MED explained that, for the purpose of evaluating the applications for default provider status, it had relied on the default providers to furnish detailed and commercially sensitive information. This information was supplied with the reasonable expectation that it, and any evaluative material generated by the government during the selection process, would remain confidential.

If this information were to be released, it would have a negative effect on the ongoing relationship MED must maintain with the default providers.

MED’s role was to monitor the compliance of the default providers with their instruments of appointment. In this role, MED required an open and transparent relationship with the default providers to be confident that it would be alerted at the earliest possible time to any matters that might affect the ability of the default providers to meet the conditions of their appointment.

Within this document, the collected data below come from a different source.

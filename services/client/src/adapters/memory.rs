//! services/client/src/adapters/memory.rs
//!
//! In-memory implementations of the ports, for embedding the client without a
//! disk, a UI or a server, and for tests.

use async_trait::async_trait;
use library_core::ports::{
    HttpRequest, HttpResponse, HttpTransport, Method, Navigator, Notifier, PortError, PortResult,
    SessionStorage,
};
use library_core::{Notice, Route};
use std::collections::{HashMap, VecDeque};
use std::sync::{Mutex, MutexGuard};
use std::time::Duration;

fn lock<T>(mutex: &Mutex<T>) -> MutexGuard<'_, T> {
    mutex.lock().unwrap_or_else(|poisoned| poisoned.into_inner())
}

/// Session storage that lives as long as the process.
#[derive(Debug, Default)]
pub struct MemoryStorage {
    values: Mutex<HashMap<String, String>>,
}

impl SessionStorage for MemoryStorage {
    fn load(&self, key: &str) -> PortResult<Option<String>> {
        Ok(lock(&self.values).get(key).cloned())
    }

    fn store(&self, key: &str, value: &str) -> PortResult<()> {
        lock(&self.values).insert(key.to_string(), value.to_string());
        Ok(())
    }

    fn remove(&self, key: &str) -> PortResult<()> {
        lock(&self.values).remove(key);
        Ok(())
    }
}

/// Remembers every route it was asked to show.
#[derive(Debug, Default)]
pub struct RecordingNavigator {
    routes: Mutex<Vec<Route>>,
}

impl RecordingNavigator {
    pub fn routes(&self) -> Vec<Route> {
        lock(&self.routes).clone()
    }

    pub fn last(&self) -> Option<Route> {
        lock(&self.routes).last().copied()
    }
}

impl Navigator for RecordingNavigator {
    fn navigate(&self, route: Route) {
        lock(&self.routes).push(route);
    }
}

/// Remembers every notice it was asked to show.
#[derive(Debug, Default)]
pub struct RecordingNotifier {
    notices: Mutex<Vec<Notice>>,
}

impl RecordingNotifier {
    pub fn notices(&self) -> Vec<Notice> {
        lock(&self.notices).clone()
    }

    pub fn last(&self) -> Option<Notice> {
        lock(&self.notices).last().cloned()
    }
}

impl Notifier for RecordingNotifier {
    fn notify(&self, notice: Notice) {
        lock(&self.notices).push(notice);
    }
}

/// An API stand-in answering from scripted responses per (method, path).
///
/// Queued responses are consumed in order; the last one keeps answering.
/// Unscripted routes answer `404` with an error envelope.
#[derive(Debug, Default)]
pub struct ScriptedTransport {
    routes: Mutex<HashMap<(Method, String), VecDeque<PortResult<HttpResponse>>>>,
    requests: Mutex<Vec<HttpRequest>>,
    delay: Mutex<Duration>,
}

impl ScriptedTransport {
    pub fn new() -> Self {
        Self::default()
    }

    pub fn respond(&self, method: Method, path: &str, response: HttpResponse) {
        self.push(method, path, Ok(response));
    }

    /// Queues a JSON answer.
    pub fn json(&self, method: Method, path: &str, status: u16, body: serde_json::Value) {
        let response =
            HttpResponse::new(status, body.to_string()).with_header("Content-Type", "application/json");
        self.respond(method, path, response);
    }

    pub fn fail(&self, method: Method, path: &str, error: PortError) {
        self.push(method, path, Err(error));
    }

    fn push(&self, method: Method, path: &str, response: PortResult<HttpResponse>) {
        lock(&self.routes)
            .entry((method, path.to_string()))
            .or_default()
            .push_back(response);
    }

    /// Drops every queued answer of a route.
    pub fn reset(&self, method: Method, path: &str) {
        lock(&self.routes).remove(&(method, path.to_string()));
    }

    /// Delays every answer, so concurrent callers overlap.
    pub fn set_delay(&self, delay: Duration) {
        *lock(&self.delay) = delay;
    }

    pub fn requests(&self) -> Vec<HttpRequest> {
        lock(&self.requests).clone()
    }

    pub fn calls(&self, method: Method, path: &str) -> usize {
        lock(&self.requests)
            .iter()
            .filter(|r| r.method == method && r.path == path)
            .count()
    }

    fn answer(&self, method: Method, path: &str) -> PortResult<HttpResponse> {
        let mut routes = lock(&self.routes);
        match routes.get_mut(&(method, path.to_string())) {
            Some(queue) if queue.len() > 1 => queue
                .pop_front()
                .unwrap_or_else(|| Err(PortError::Unexpected("empty script".to_string()))),
            Some(queue) => queue
                .front()
                .cloned()
                .unwrap_or_else(|| Err(PortError::Unexpected("empty script".to_string()))),
            None => Ok(HttpResponse::new(
                404,
                serde_json::json!({ "success": false, "error": format!("No route for {} {}", method, path) })
                    .to_string(),
            )
            .with_header("Content-Type", "application/json")),
        }
    }
}

#[async_trait]
impl HttpTransport for ScriptedTransport {
    async fn send(&self, request: HttpRequest) -> PortResult<HttpResponse> {
        let (method, path) = (request.method, request.path.clone());
        lock(&self.requests).push(request);
        let delay = *lock(&self.delay);
        if !delay.is_zero() {
            tokio::time::sleep(delay).await;
        }
        self.answer(method, &path)
    }
}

As part of its monitoring role, MED would at times need to request commercially sensitive information from the default providers. It was concerned that its ability to obtain such information would be compromised if there was an expectation that this type of information would enter into the public domain.

There was also a broader concern expressed by MED that release of any of the evaluative or scoring material could create a misleading perception that there was a difference in quality between default providers. This would have a potential impact on the commercial position of the default providers and would certainly have a negative impact on the relationship between MED and those providers.

Ombudsman’s opinion

The Ombudsman was satisfied that the evaluation and scoring material was subject to an explicit obligation of confidence as per the RFP. He considered that, if it were to enter the public domain, it would be likely to have a prejudicial effect on the reputation of some of the default providers that would not be justified. MED’s concerns about the effect of public release on its relationship with the default providers were therefore valid. The Ombudsman also said that, in the investment business, where success is inextricably linked with public confidence, release of this information could have a disproportionately damaging effect on the success of the KiwiSaver scheme itself.

The Ombudsman therefore formed the opinion that section 9(2)(ba)(ii) applied to the evaluative and scoring information.  

Public interest

The Ombudsman noted that individuals cannot choose a preferred default provider. A person either joins the KiwiSaver scheme that he or she prefers or a default provider is automatically selected. In this context, he could not see how it was in the public interest to know which of the six default providers that were selected performed better or worse than another.

In the Ombudsman’s view, the public interest lay in having sufficient information about the rigorousness and independence of the selection process itself and the standards that all default providers are required to meet. To that end, MED had agreed to release the documentation underpinning the selection process.

The Ombudsman concluded that the information already released by MED adequately addressed the public interest considerations at stake. He did not agree that there was a public interest in knowing how each of the six default providers were ranked against each other that outweighed the interests protected by sections 9(2)(b)(ii) and 9(2)(ba)(ii).

This case note is published under the authority of the Ombudsmen Rules 1989. It sets out an Ombudsman’s view on the facts of a particular case. It should not be taken as establishing any legal precedent that would bind an Ombudsman in future.